- Opening Delimiter -
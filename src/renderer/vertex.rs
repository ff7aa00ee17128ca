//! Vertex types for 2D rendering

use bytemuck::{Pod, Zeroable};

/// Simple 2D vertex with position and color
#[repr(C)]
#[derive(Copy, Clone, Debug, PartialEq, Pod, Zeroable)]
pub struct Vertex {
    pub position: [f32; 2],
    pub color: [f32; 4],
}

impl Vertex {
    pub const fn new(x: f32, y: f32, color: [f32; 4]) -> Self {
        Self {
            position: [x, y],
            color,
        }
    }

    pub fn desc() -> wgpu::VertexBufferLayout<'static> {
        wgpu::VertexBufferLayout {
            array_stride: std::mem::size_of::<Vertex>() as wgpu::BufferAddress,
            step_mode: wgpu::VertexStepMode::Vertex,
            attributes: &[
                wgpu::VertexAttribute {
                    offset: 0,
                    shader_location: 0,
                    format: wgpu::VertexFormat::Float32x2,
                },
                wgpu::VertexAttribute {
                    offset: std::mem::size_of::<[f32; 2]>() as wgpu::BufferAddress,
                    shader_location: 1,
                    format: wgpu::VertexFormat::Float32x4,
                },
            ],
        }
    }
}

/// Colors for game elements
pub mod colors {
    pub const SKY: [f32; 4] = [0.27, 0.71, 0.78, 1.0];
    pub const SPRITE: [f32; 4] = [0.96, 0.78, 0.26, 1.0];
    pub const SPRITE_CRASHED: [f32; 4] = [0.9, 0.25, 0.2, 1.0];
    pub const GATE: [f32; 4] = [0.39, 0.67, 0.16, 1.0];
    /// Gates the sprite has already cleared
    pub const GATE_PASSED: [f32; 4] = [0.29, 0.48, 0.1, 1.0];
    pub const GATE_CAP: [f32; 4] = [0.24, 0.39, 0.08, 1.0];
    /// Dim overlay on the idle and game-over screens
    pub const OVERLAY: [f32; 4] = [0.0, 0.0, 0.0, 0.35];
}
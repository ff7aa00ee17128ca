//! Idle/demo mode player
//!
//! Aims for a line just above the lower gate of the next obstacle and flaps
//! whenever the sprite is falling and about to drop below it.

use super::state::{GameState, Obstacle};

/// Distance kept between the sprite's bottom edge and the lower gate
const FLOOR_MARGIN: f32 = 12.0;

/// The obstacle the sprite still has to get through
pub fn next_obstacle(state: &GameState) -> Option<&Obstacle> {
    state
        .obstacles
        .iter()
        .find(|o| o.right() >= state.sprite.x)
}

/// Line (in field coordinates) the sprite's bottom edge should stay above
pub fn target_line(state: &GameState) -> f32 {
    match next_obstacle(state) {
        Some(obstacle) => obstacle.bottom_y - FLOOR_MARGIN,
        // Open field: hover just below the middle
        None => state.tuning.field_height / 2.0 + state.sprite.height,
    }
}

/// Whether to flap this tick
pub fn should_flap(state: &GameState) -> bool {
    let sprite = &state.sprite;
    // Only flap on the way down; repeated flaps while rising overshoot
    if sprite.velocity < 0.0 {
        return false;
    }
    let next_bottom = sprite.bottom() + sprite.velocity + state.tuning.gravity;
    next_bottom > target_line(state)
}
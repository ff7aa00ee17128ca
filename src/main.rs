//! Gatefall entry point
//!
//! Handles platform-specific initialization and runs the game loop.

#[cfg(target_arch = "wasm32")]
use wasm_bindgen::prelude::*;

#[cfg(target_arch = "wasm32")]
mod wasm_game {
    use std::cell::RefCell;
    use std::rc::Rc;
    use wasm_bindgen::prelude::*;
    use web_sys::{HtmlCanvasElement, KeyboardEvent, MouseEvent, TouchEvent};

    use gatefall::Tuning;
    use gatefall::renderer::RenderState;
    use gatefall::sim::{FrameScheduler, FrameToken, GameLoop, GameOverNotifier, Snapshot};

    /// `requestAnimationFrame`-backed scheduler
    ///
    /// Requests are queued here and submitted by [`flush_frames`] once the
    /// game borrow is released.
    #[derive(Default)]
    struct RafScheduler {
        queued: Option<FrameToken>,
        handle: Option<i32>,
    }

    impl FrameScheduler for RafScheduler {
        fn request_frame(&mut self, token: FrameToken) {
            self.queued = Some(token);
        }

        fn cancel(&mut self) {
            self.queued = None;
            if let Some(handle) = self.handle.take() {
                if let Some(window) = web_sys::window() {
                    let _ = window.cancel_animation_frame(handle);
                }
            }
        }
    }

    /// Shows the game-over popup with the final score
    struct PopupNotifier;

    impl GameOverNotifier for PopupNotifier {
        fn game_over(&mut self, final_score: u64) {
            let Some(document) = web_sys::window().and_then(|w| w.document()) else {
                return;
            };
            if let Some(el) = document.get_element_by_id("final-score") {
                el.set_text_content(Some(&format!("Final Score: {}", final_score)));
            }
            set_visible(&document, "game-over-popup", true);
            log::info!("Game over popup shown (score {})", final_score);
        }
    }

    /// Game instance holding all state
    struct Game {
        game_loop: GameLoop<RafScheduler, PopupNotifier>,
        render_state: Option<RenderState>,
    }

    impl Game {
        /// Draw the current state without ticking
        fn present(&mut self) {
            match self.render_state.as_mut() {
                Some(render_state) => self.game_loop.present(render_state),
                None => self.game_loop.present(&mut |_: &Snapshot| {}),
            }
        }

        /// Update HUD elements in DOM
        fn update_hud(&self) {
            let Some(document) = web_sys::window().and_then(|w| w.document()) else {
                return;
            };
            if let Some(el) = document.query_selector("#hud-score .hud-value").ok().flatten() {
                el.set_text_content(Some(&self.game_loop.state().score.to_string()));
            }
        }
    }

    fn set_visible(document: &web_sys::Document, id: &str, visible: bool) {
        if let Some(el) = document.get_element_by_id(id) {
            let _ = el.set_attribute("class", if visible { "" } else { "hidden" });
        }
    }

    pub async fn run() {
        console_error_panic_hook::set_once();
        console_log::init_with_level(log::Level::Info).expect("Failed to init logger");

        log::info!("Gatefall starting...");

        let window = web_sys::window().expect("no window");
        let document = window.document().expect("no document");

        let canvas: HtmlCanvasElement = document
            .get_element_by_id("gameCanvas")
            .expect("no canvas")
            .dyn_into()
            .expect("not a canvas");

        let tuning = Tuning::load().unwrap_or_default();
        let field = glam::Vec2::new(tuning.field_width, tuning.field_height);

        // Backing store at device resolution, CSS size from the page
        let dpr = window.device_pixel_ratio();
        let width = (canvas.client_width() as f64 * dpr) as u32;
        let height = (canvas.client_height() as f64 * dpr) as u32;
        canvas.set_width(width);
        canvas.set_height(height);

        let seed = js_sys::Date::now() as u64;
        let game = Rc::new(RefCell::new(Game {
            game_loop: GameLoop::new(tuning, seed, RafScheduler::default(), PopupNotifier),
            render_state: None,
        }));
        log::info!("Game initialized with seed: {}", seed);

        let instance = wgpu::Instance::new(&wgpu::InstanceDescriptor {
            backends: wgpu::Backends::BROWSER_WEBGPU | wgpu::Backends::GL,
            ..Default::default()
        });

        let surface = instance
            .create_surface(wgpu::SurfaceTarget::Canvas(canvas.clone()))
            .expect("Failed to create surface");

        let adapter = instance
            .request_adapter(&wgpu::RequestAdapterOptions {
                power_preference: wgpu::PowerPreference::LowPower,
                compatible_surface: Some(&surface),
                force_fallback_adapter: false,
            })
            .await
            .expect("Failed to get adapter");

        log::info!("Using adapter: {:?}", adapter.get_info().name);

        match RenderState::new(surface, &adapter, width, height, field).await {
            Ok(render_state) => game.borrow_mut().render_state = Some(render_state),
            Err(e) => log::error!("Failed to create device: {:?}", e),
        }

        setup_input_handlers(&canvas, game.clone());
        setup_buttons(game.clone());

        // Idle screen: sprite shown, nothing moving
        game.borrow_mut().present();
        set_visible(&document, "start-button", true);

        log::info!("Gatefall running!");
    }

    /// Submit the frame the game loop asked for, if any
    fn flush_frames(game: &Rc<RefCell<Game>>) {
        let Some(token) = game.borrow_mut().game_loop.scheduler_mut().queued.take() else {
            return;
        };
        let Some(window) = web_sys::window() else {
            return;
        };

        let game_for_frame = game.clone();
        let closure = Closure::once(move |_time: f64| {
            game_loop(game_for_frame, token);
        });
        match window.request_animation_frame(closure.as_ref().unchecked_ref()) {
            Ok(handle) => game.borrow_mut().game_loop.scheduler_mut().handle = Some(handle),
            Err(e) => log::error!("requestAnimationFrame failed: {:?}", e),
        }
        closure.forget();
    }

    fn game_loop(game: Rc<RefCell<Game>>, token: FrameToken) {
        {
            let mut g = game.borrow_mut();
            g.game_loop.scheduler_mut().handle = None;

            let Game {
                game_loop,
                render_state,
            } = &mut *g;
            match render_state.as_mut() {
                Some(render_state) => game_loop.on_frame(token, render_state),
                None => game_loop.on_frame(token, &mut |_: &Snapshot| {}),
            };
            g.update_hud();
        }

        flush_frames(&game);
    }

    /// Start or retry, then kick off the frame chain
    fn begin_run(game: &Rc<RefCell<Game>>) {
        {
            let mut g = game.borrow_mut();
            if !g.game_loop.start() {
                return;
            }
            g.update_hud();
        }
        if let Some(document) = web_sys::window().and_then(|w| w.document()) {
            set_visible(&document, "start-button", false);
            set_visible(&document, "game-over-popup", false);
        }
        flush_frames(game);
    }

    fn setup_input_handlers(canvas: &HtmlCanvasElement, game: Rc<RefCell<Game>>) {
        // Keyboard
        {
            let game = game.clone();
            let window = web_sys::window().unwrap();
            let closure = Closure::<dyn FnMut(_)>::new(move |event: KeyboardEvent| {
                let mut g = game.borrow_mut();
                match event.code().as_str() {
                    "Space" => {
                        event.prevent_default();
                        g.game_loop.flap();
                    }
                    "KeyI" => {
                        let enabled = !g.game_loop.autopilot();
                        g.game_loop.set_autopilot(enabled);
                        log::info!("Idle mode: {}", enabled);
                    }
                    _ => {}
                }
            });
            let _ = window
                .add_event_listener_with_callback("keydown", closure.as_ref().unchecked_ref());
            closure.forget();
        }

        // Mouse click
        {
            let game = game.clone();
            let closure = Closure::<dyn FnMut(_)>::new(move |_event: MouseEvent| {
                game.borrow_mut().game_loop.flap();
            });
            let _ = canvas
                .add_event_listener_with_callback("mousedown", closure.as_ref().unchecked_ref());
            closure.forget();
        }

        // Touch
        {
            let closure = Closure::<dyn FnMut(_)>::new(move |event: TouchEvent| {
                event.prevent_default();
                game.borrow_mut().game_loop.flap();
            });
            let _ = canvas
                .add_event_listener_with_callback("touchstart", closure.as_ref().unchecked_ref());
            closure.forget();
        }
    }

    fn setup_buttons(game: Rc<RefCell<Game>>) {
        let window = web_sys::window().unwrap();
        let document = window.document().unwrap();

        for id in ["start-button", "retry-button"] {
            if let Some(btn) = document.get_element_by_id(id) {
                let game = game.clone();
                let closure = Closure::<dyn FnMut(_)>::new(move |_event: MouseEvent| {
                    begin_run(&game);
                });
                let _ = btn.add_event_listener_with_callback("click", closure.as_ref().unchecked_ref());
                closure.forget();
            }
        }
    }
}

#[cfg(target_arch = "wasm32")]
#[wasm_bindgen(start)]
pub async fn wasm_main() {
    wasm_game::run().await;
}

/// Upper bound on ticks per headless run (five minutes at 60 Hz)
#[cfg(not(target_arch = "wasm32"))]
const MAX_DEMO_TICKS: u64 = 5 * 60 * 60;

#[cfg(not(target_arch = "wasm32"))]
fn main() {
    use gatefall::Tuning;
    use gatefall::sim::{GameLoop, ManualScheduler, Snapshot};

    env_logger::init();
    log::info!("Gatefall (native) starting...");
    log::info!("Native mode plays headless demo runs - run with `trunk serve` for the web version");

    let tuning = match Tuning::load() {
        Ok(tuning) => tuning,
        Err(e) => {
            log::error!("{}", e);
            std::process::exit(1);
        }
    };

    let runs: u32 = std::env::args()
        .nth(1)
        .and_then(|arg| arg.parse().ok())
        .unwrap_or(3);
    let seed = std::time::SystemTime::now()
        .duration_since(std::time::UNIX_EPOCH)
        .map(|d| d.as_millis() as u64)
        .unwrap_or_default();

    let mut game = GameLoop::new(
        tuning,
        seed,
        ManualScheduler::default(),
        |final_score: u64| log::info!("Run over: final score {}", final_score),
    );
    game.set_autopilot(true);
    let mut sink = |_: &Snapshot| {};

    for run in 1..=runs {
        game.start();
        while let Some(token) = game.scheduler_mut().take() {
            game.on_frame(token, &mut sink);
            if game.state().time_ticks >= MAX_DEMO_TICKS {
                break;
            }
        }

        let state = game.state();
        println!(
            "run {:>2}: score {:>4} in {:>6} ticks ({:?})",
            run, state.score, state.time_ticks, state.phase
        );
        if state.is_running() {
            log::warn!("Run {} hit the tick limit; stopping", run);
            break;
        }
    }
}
- Closing Delimiter -
_About this exercise_: Output only an exact transcription of the lines above from the one with "use std::cell::RefCell;" up to and including the one with "struct PopupNotifier;".

_Reply_:
    use std::cell::RefCell;
    use std::rc::Rc;
    use wasm_bindgen::prelude::*;
    use web_sys::{HtmlCanvasElement, KeyboardEvent, MouseEvent, TouchEvent};

    use gatefall::Tuning;
    use gatefall::renderer::RenderState;
    use gatefall::sim::{FrameScheduler, FrameToken, GameLoop, GameOverNotifier, Snapshot};

    /// `requestAnimationFrame`-backed scheduler
    ///
    /// Requests are queued here and submitted by [`flush_frames`] once the
    /// game borrow is released.
    #[derive(Default)]
    struct RafScheduler {
        queued: Option<FrameToken>,
        handle: Option<i32>,
    }

    impl FrameScheduler for RafScheduler {
        fn request_frame(&mut self, token: FrameToken) {
            self.queued = Some(token);
        }

        fn cancel(&mut self) {
            self.queued = None;
            if let Some(handle) = self.handle.take() {
                if let Some(window) = web_sys::window() {
                    let _ = window.cancel_animation_frame(handle);
                }
            }
        }
    }

    /// Shows the game-over popup with the final score
    struct PopupNotifier;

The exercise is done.